After reading about the connection, I stopped drinking it, and guess what? The cramping stopped.
I would never have imagined that Earl Grey tea would cause cramps in my feet so bad that I would have to get up at night to try to walk them off. Since I stopped drinking it, the cramping is completely gone.
A: We first heard about a problem with Earl Grey tea from a yoga instructor in 2006. She complained about muscle pains and cramping, and she discovered by accident that Earl Grey tea was responsible. With black tea the discomfort faded.
We found a similar case report from Austria (Lancet, April 27, 2002). A 44-year-old man had been drinking nearly a gallon of Earl Grey tea daily. He developed muscle cramps, muscle twitches, blurred vision and pins and needles in his fingers and feet. When he switched to plain black tea, the symptoms disappeared within a week.
The scientist who reported this case pointed out that the flavoring in Earl Grey tea is bergamot oil, which can block the movement of potassium in muscles. This leads to muscle cramps and twitches.
Q: I am healthy and in very good physical condition, but for a few years now I wake up early in the morning with leg pain. Sometimes it is so sharp that it almost knocks me to the floor.
These cramps ease up, and eventually the pain goes away, but it can take a couple of hours to disappear completely.
Could the pain be related to my medication. I take atorvastatin (Lipitor), a multivitamin, fish oil and quinapril daily.
Is there a particular stretch I should do to relieve the pain?
A: Atorvastatin can cause muscle spasms and pain. We don't know if that is the source of your agony, but we suggest you discuss this possible side effect with your doctor. There are also stretches that can be helpful in preventing or alleviating leg cramps.
Q: I read that there is a new nonhormonal medicine coming out for hot flashes. It is called Brisdelle.
What do you know about it? What side effects should I be aware of?
A: The FDA approved paroxetine (Brisdelle) as a nonhormonal treatment for hot flashes. This medication may be more familiar under the brand name Paxil. It was originally marketed as an antidepressant starting in 1992.
The most common side effects of Brisdelle are headache, fatigue, nausea and vomiting. Serious complications can include thoughts of suicide, an increased risk of bone fractures and interactions that could result in bleeding or agitation.

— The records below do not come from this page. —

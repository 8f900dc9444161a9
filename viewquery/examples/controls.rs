use simplelog::{Config, LevelFilter, SimpleLogger};
use viewquery::element::Button;
use viewquery::{
    Element, FocusState, ROOTS, TypeFilter, ViewQuery, control_query, tab_order, widget_type,
};

static BUTTONS: TypeFilter<Button> = widget_type::<Button>();

fn main() {
    // VIEWQUERY_LOG=trace shows every query run
    let level = std::env::var("VIEWQUERY_LOG")
        .ok()
        .and_then(|value| value.parse::<LevelFilter>().ok())
        .unwrap_or(LevelFilter::Info);
    SimpleLogger::init(level, Config::default()).expect("Failed to initialize logger");

    let root = ui();

    let controls = control_query().run(&root);
    log::info!("controls: {:?}", names(&controls));

    let buttons = ViewQuery::new().post_filter(&BUTTONS).run(&root);
    log::info!("buttons: {:?}", names(&buttons));

    let roots = ViewQuery::new().post_filter(&ROOTS).run(&root);
    log::info!("interaction scopes: {:?}", names(&roots));

    log::info!("tab order: {:?}", names(&tab_order(&root)));

    let mut focus = FocusState::new();
    for _ in 0..3 {
        if let Some(id) = focus.focus_next(&root) {
            log::info!("Tab -> {id}");
        }
    }
    if let Some(id) = focus.focus_prev(&root) {
        log::info!("Shift+Tab -> {id}");
    }
}

fn names<'a>(views: &[&'a Element]) -> Vec<&'a str> {
    views.iter().map(|el| el.id.as_str()).collect()
}

fn ui() -> Element {
    Element::box_()
        .id("window")
        .child(header())
        .child(form())
        .child(confirm_dialog())
}

fn header() -> Element {
    Element::box_()
        .id("header")
        .child(Element::text("Settings").id("title"))
        .child(Element::button("Close").id("close").tab_group(1))
}

fn form() -> Element {
    Element::box_()
        .id("form")
        .child(
            Element::text_input("")
                .id("name")
                .placeholder("Display name"),
        )
        .child(Element::checkbox("Notifications", true).id("notify"))
        .child(
            Element::box_()
                .id("advanced")
                .visible(false)
                .child(Element::button("Reset").id("reset")),
        )
        .child(Element::button("Save").id("save"))
}

fn confirm_dialog() -> Element {
    Element::scope()
        .id("confirm")
        .visible(false)
        .child(Element::button("Discard").id("discard"))
        .child(Element::button("Keep").id("keep"))
}
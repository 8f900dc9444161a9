use std::any::Any;
use std::fmt::Debug;

/// The concrete payload behind an [`Element`](super::Element).
///
/// Queries match widget types through [`as_any`](Widget::as_any), so each
/// implementation must return `self` from both accessors.
pub trait Widget: Any + Debug + Send + Sync {
    fn as_any(&self) -> &dyn Any;

    fn as_any_mut(&mut self) -> &mut dyn Any;

    /// Interactive controls are what control queries look for.
    fn is_control(&self) -> bool {
        false
    }
}

/// Plain grouping box.
#[derive(Debug, Clone, Default, PartialEq, Eq)]
pub struct Container;

#[derive(Debug, Clone, Default, PartialEq, Eq)]
pub struct Text {
    pub content: String,
}

#[derive(Debug, Clone, Default, PartialEq, Eq)]
pub struct Button {
    pub label: String,
}

#[derive(Debug, Clone, Default, PartialEq, Eq)]
pub struct Checkbox {
    pub label: String,
    pub checked: bool,
}

#[derive(Debug, Clone, Default, PartialEq, Eq)]
pub struct TextInput {
    pub value: String,
    pub placeholder: Option<String>,
}

impl Widget for Container {
    fn as_any(&self) -> &dyn Any {
        self
    }

    fn as_any_mut(&mut self) -> &mut dyn Any {
        self
    }
}

impl Widget for Text {
    fn as_any(&self) -> &dyn Any {
        self
    }

    fn as_any_mut(&mut self) -> &mut dyn Any {
        self
    }
}

impl Widget for Button {
    fn as_any(&self) -> &dyn Any {
        self
    }

    fn as_any_mut(&mut self) -> &mut dyn Any {
        self
    }

    fn is_control(&self) -> bool {
        true
    }
}

impl Widget for Checkbox {
    fn as_any(&self) -> &dyn Any {
        self
    }

    fn as_any_mut(&mut self) -> &mut dyn Any {
        self
    }

    fn is_control(&self) -> bool {
        true
    }
}

impl Widget for TextInput {
    fn as_any(&self) -> &dyn Any {
        self
    }

    fn as_any_mut(&mut self) -> &mut dyn Any {
        self
    }

    fn is_control(&self) -> bool {
        true
    }
}
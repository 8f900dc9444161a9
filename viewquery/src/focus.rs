use crate::element::{Element, TabGroupSorter};
use crate::error::QueryError;
use crate::filter::{ENABLED, TAB_STOP, VISIBLE};
use crate::query::ViewQuery;

static TAB_GROUPS: TabGroupSorter = TabGroupSorter;

/// Query selecting the elements Tab navigation visits, in visiting order.
///
/// Hidden subtrees are pruned before descent. Disabled elements are skipped
/// but their children still count.
pub fn tab_order_query() -> ViewQuery<'static, Element> {
    ViewQuery::new()
        .pre_filter(&VISIBLE)
        .post_filter(&TAB_STOP)
        .post_filter(&ENABLED)
        .sorter(&TAB_GROUPS)
}

/// Collect all focusable elements in tab order.
pub fn tab_order(root: &Element) -> Vec<&Element> {
    tab_order_query().run(root)
}

fn tab_order_ids(root: &Element) -> Vec<String> {
    tab_order(root).into_iter().map(|el| el.id.clone()).collect()
}

/// Tracks which element is currently focused.
#[derive(Debug, Default)]
pub struct FocusState {
    focused: Option<String>,
}

impl FocusState {
    pub fn new() -> Self {
        Self::default()
    }

    /// Get the currently focused element ID.
    pub fn focused(&self) -> Option<&str> {
        self.focused.as_deref()
    }

    /// Programmatically focus an element by ID.
    /// Returns true if focus changed.
    pub fn focus(&mut self, root: &Element, id: &str) -> Result<bool, QueryError> {
        if !tab_order(root).iter().any(|el| el.id == id) {
            return Err(match crate::element::find_element(root, id) {
                Some(_) => QueryError::NotFocusable(id.to_string()),
                None => QueryError::ViewNotFound(id.to_string()),
            });
        }
        if self.focused.as_deref() == Some(id) {
            return Ok(false);
        }
        log::debug!("[focus] Changing focus from {:?} to {}", self.focused, id);
        self.focused = Some(id.to_string());
        Ok(true)
    }

    /// Clear focus.
    /// Returns true if there was something focused.
    pub fn blur(&mut self) -> bool {
        self.focused.take().is_some()
    }

    /// Focus the next element in tab order, wrapping at the end.
    /// Returns the newly focused element ID if focus changed.
    pub fn focus_next(&mut self, root: &Element) -> Option<String> {
        let order = tab_order_ids(root);
        if order.is_empty() {
            return None;
        }

        let new_focus = match &self.focused {
            None => order[0].clone(),
            Some(current) => match order.iter().position(|id| id == current) {
                Some(i) => order[(i + 1) % order.len()].clone(),
                None => order[0].clone(),
            },
        };

        self.move_to(new_focus)
    }

    /// Focus the previous element in tab order, wrapping at the start.
    /// Returns the newly focused element ID if focus changed.
    pub fn focus_prev(&mut self, root: &Element) -> Option<String> {
        let order = tab_order_ids(root);
        let last = order.last()?.clone();

        let new_focus = match &self.focused {
            None => last,
            Some(current) => match order.iter().position(|id| id == current) {
                Some(0) | None => last,
                Some(i) => order[i - 1].clone(),
            },
        };

        self.move_to(new_focus)
    }

    fn move_to(&mut self, new_focus: String) -> Option<String> {
        if self.focused.as_ref() == Some(&new_focus) {
            return None;
        }
        log::debug!("[focus] Changing focus from {:?} to {}", self.focused, new_focus);
        self.focused = Some(new_focus.clone());
        Some(new_focus)
    }
}
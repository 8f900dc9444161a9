//! Child sources define which relation the traversal follows.
//!
//! The default walks structural children. Supplying another source lets the
//! same query walk an alternate relation (for example only the active page
//! of a tab container) without changing the traversal itself.

use std::fmt;

use crate::view::View;

/// Yields the ordered traversal children of a view.
///
/// The relation must be acyclic; a source that reports an ancestor as a
/// child makes the traversal recurse forever.
pub trait ChildSource<V>: Send + Sync {
    fn children<'v>(&self, view: &'v V) -> Vec<&'v V>;
}

/// Structural children, in their natural order.
#[derive(Debug, Clone, Copy, Default)]
pub struct StructuralChildren;

pub static STRUCTURAL: StructuralChildren = StructuralChildren;

impl<V: View> ChildSource<V> for StructuralChildren {
    fn children<'v>(&self, view: &'v V) -> Vec<&'v V> {
        view.children().iter().collect()
    }
}

/// Adapts a closure into a [`ChildSource`].
pub struct FnChildSource<F> {
    f: F,
}

impl<F> FnChildSource<F> {
    pub fn new<V>(f: F) -> Self
    where
        F: for<'v> Fn(&'v V) -> Vec<&'v V>,
    {
        Self { f }
    }
}

impl<F> fmt::Debug for FnChildSource<F> {
    fn fmt(&self, f: &mut fmt::Formatter<'_>) -> fmt::Result {
        f.debug_struct("FnChildSource").finish_non_exhaustive()
    }
}

impl<V, F> ChildSource<V> for FnChildSource<F>
where
    F: for<'v> Fn(&'v V) -> Vec<&'v V> + Send + Sync,
{
    fn children<'v>(&self, view: &'v V) -> Vec<&'v V> {
        (self.f)(view)
    }
}
//! In-memory adapters: deterministic substitutes for the live boundaries,
//! used by tests and by CLI flows that already hold the data.

use crate::ports::corpus::{FeatureCorpus, FeatureDocument};
use crate::ports::source_index::{SourceIndex, StepDeclaration};

/// A corpus served from memory, in insertion order.
pub struct InMemoryCorpus {
    documents: Vec<FeatureDocument>,
}

impl InMemoryCorpus {
    /// Builds a corpus from `(name, content)` pairs.
    #[must_use]
    pub fn new(documents: Vec<(&str, &str)>) -> Self {
        Self {
            documents: documents
                .into_iter()
                .map(|(name, content)| FeatureDocument {
                    name: name.to_string(),
                    content: content.to_string(),
                })
                .collect(),
        }
    }
}

impl FeatureCorpus for InMemoryCorpus {
    fn documents(&self) -> Result<Vec<FeatureDocument>, Box<dyn std::error::Error + Send + Sync>> {
        Ok(self.documents.clone())
    }
}

/// A source index served from memory.
pub struct InMemoryIndex {
    declarations: Vec<StepDeclaration>,
}

impl InMemoryIndex {
    /// Builds an index over the given declarations.
    #[must_use]
    pub fn new(declarations: Vec<StepDeclaration>) -> Self {
        Self { declarations }
    }
}

impl SourceIndex for InMemoryIndex {
    fn step_declarations(
        &self,
    ) -> Result<Vec<StepDeclaration>, Box<dyn std::error::Error + Send + Sync>> {
        Ok(self.declarations.clone())
    }
}
//! `triage step-def` command.

use std::path::{Path, PathBuf};

use crate::adapters::live::YamlSourceIndex;
use crate::config::TriageConfig;
use crate::stepdef::StepDefinitionLocator;

/// Execute the `step-def` command.
///
/// Resolves the step phrase against the YAML declaration index and prints
/// the matching definition as JSON. No match prints a note and is not an
/// error.
///
/// # Errors
///
/// Returns an error string if no index is configured, the index cannot be
/// read, or the record cannot be serialized.
pub fn run(step: &str, index: Option<&Path>) -> Result<(), String> {
    let config = TriageConfig::load(Path::new("."))?;
    let index_path = match index {
        Some(path) => path.to_path_buf(),
        None => config
            .step_index
            .map(PathBuf::from)
            .ok_or_else(|| "No step index configured; pass --index or set step_index".to_string())?,
    };

    let source_index = YamlSourceIndex::new(&index_path);
    let locator = StepDefinitionLocator::new(&source_index);
    let found = locator.locate(step).map_err(|e| e.to_string())?;

    match found {
        Some(record) => {
            let json = serde_json::to_string_pretty(&record)
                .map_err(|e| format!("Failed to serialize definition: {e}"))?;
            println!("{json}");
        }
        None => println!("No step definition found for: {step}"),
    }
    Ok(())
}
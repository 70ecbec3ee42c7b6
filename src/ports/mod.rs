//! Port traits defining external boundaries.
//!
//! Each trait represents a boundary between the classification core and
//! an externally supplied collaborator (the feature-document corpus, the
//! source-code index). Implementations live in `src/adapters/`.

pub mod corpus;
pub mod source_index;

pub use corpus::{FeatureCorpus, FeatureDocument};
pub use source_index::{SourceIndex, StepDeclaration};
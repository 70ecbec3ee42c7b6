//! `triage locate` command.

use std::path::Path;

use crate::adapters::live::DirectoryCorpus;
use crate::config::TriageConfig;
use crate::gherkin::locator::ScenarioLocator;

/// Execute the `locate` command.
///
/// Scans the configured feature directories (or the `--features`
/// override) for the scenario declaring the failed step and prints it as
/// JSON. No match prints a note and is not an error.
///
/// # Errors
///
/// Returns an error string if the corpus cannot be read or the record
/// cannot be serialized.
pub fn run(step: &str, scenario_hint: Option<&str>, features: Option<&Path>) -> Result<(), String> {
    let config = TriageConfig::load(Path::new("."))?;
    let roots: Vec<std::path::PathBuf> = match features {
        Some(dir) => vec![dir.to_path_buf()],
        None => config.feature_dirs.iter().map(std::path::PathBuf::from).collect(),
    };

    for root in roots {
        let corpus = DirectoryCorpus::new(&root, config.extensions.clone());
        let locator = ScenarioLocator::new(&corpus);
        let found = locator
            .locate(step, scenario_hint)
            .map_err(|e| format!("Failed to scan {}: {e}", root.display()))?;
        if let Some(record) = found {
            let json = serde_json::to_string_pretty(&record)
                .map_err(|e| format!("Failed to serialize scenario: {e}"))?;
            println!("{json}");
            return Ok(());
        }
    }

    println!("No scenario found for step: {step}");
    Ok(())
}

Another problem is that discontinuing paroxetine abruptly can result in nightmares, muscle cramps, anxiety, headache, insomnia, nerve tingling, shakiness, visual disturbances, dizziness and sensations like an electric shock (referred to as "brain zaps"). You will find more details at peoplespharmacy.com about other nonhormonal options for controlling hot flashes, including Estrovera (rhapontic rhubarb) and Pycnogenol (maritime French pine bark).